Se eu soubesse o que era um gap year no secundário, se na altura tivesse a (improvável) coragem de lhe dar uma hipótese, teria ganho esse espaço mais cedo? Não sei. Acho que não há forma de saber. Claro que a idade empresta uma maturidade acrescida para explorar a vivência. Claro que já tendo feito uma licenciatura é possível ligar melhor a realidade ao estudo. Mas nem por isso me convenço que fazer um gap year quando o fiz, e não antes, era o melhor rumo. Foi o meu, isso apenas.
Podia-vos falar das vantagens de o ter feito, de que me deu mais confiança para lidar com o imprevisto, para compreender diferentes perspectivas, para tirar os livros da faculdade do abstrato... Sinceramente todas essas razões podem soar muito bem mas não me parece que devam ser motivo para alguém fazer um gap year. Ninguém deveria fundar a sua vida em utilidades materiais, mas sim em experiências que sublimam o sentimento de se estar vivo.
Fiz o meu gap year porque precisava de me sentir inteiro, de parar de perseguir um caminho para me tornar nele; porque precisava de voltar a aprender o que significa a vida e que papéis assumem nela a curiosidade, a descoberta, o desconhecido, a alegria, o amor, a arte, a religião, o medo, a dor, tudo. Tudo. E nós não nos podemos ensinar isso a nós próprios. Só o mundo pode. Nós só temos de ceder à sua maravilha.
Matilde Manuel
Candidata à bolsa de gap year da Lobo Scholarship (2022)
O meu gap year foi plano de gaveta durante 6 anos. Este ano tirei-lhe o pó e trouxe-o para a realidade. A ideia nasceu no final do secundário, mas as condições não estavam reunidas para embarcar. Faltava o dinheiro e a aceitação por parte da minha mãe, algo que sempre pesou para mim, especialmente aos 18 anos.Surgiu depois a possibilidade de parar entre a licenciatura e o mestrado, mas a pandemia veio colocar mais uma vírgula neste caminho. No final do mestrado o meu foco esteve em ganhar e poupar dinheiro para cumprir o sonho, e por isso esperaram-me 9 meses de um contrato de trabalho e um part-time em simultâneo. Em outubro de 2022 fiz a mala e acenei um até já a Portugal para abraçar o Sudeste Asiático, que me irá acolher até maio de 2023.

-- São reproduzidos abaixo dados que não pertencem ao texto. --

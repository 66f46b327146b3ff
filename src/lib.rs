// Copyright 2026 factfetch contributors
// SPDX-License-Identifier: Apache-2.0

//! factfetch library — factsheet PDF acquisition for ISIN lists from a
//! jurisdiction-gated fund site.
//!
//! This library crate exposes the core modules for integration testing.

pub mod cli;
pub mod config;
pub mod download;
pub mod jurisdiction;
pub mod model;
pub mod orchestrator;
pub mod runlog;
pub mod session;
pub mod sink;
pub mod sources;
pub mod store;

Fazer um gap year durante o ensino superior não foi tanto uma escolha, mas uma consequência do rumo que tomou o meu percurso e de um conjunto de situações que foram atrasando a decisão. Os 6 anos de standby deste plano foi tempo precioso para me perder em livros de viagem, ouvir histórias inspiradoras de quem fez acontecer, aprender pelas palavras de quem já fez aquilo que eu aspirava fazer,e para viajar e adquirir mais experiência por mim própria, acima de tudo, alimentar o sonho.

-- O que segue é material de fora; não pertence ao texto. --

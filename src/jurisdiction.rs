//! Jurisdiction candidate derivation.
//!
//! The ISIN's two-letter prefix picks the primary investor-country
//! profile. Prefixes the site does not offer are substituted with a
//! configured default before any site interaction. After the primary
//! fails, a fixed fallback sequence is tried in order.

use serde::{Deserialize, Serialize};
use std::collections::BTreeSet;

/// Country codes the site's jurisdiction picker actually offers.
///
/// Selecting anything outside this set is never attempted.
#[derive(Debug, Clone, Serialize, Deserialize)]
pub struct SupportedCountrySet(BTreeSet<String>);

impl SupportedCountrySet {
    pub fn new<I, S>(codes: I) -> Self
    where
        I: IntoIterator<Item = S>,
        S: Into<String>,
    {
        Self(codes.into_iter().map(Into::into).collect())
    }

    pub fn contains(&self, code: &str) -> bool {
        self.0.contains(code)
    }
}

impl Default for SupportedCountrySet {
    fn default() -> Self {
        Self::new([
            "CH", "DE", "GB", "AT", "BE", "CY", "CZ", "DK", "FI", "FR", "GR", "HK", "HU", "IS",
            "IE", "IT", "LI", "LU", "MT", "NL", "NO", "PT", "SG", "ES", "SE",
        ])
    }
}

/// Static jurisdiction rules: supported set, default substitute, fallbacks.
#[derive(Debug, Clone, Serialize, Deserialize)]
pub struct JurisdictionRules {
    #[serde(default)]
    pub supported: SupportedCountrySet,
    #[serde(default = "default_country")]
    pub default_country: String,
    #[serde(default = "default_fallbacks")]
    pub fallback_sequence: Vec<String>,
}

fn default_country() -> String {
    "GB".to_string()
}

fn default_fallbacks() -> Vec<String> {
    vec!["GB".into(), "LU".into(), "DE".into(), "CH".into()]
}

impl Default for JurisdictionRules {
    fn default() -> Self {
        Self {
            supported: SupportedCountrySet::default(),
            default_country: default_country(),
            fallback_sequence: default_fallbacks(),
        }
    }
}

impl JurisdictionRules {
    /// The first candidate for an ISIN: its prefix if the site offers it,
    /// the configured default otherwise.
    pub fn primary_code(&self, isin: &str) -> String {
        let prefix: String = isin.chars().take(2).collect();
        if self.supported.contains(&prefix) {
            prefix
        } else {
            self.default_country.clone()
        }
    }

    /// Full candidate order for an ISIN: primary, then the fallback
    /// sequence verbatim. Duplicates are kept — a repeated code costs one
    /// redundant search but no profile reselect, since the orchestrator
    /// skips selection when the code already matches the applied profile.
    pub fn candidate_sequence(&self, isin: &str) -> Vec<String> {
        let mut seq = Vec::with_capacity(1 + self.fallback_sequence.len());
        seq.push(self.primary_code(isin));
        seq.extend(self.fallback_sequence.iter().cloned());
        seq
    }
}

Acredito que a Matilde de 18 anos teria embarcado rumo à Ásia com mais medos e receios do que a Matilde de 24, por ter vontade de conhecer mundo, mas de não imaginar o que a esperava, e que isso a teria impedido de dizer que “sim” a certas experiências que hoje já tive oportunidade de viver, como ficar a dormir em casa de pessoas locais ou passar o dia com quem conheci à hora de almoço. Também a nível financeiro, o facto de o dinheiro que estou a usar ter sido ganho com o meu suor e o meu tempo, faz-me valorizar a experiência de uma forma mais intensa, permite-me olhar para trás, lembrar-me de como aqui cheguei e do quanto quis isto para mim. A minha curiosidade pelos caminhos de vida traçados por quem vou conhecendo, é certamente maior agora, depois de ter concluído a faculdade e de até já ter pisado o mercado de trabalho, algo para o qual não estava tão desperta aos 18 anos.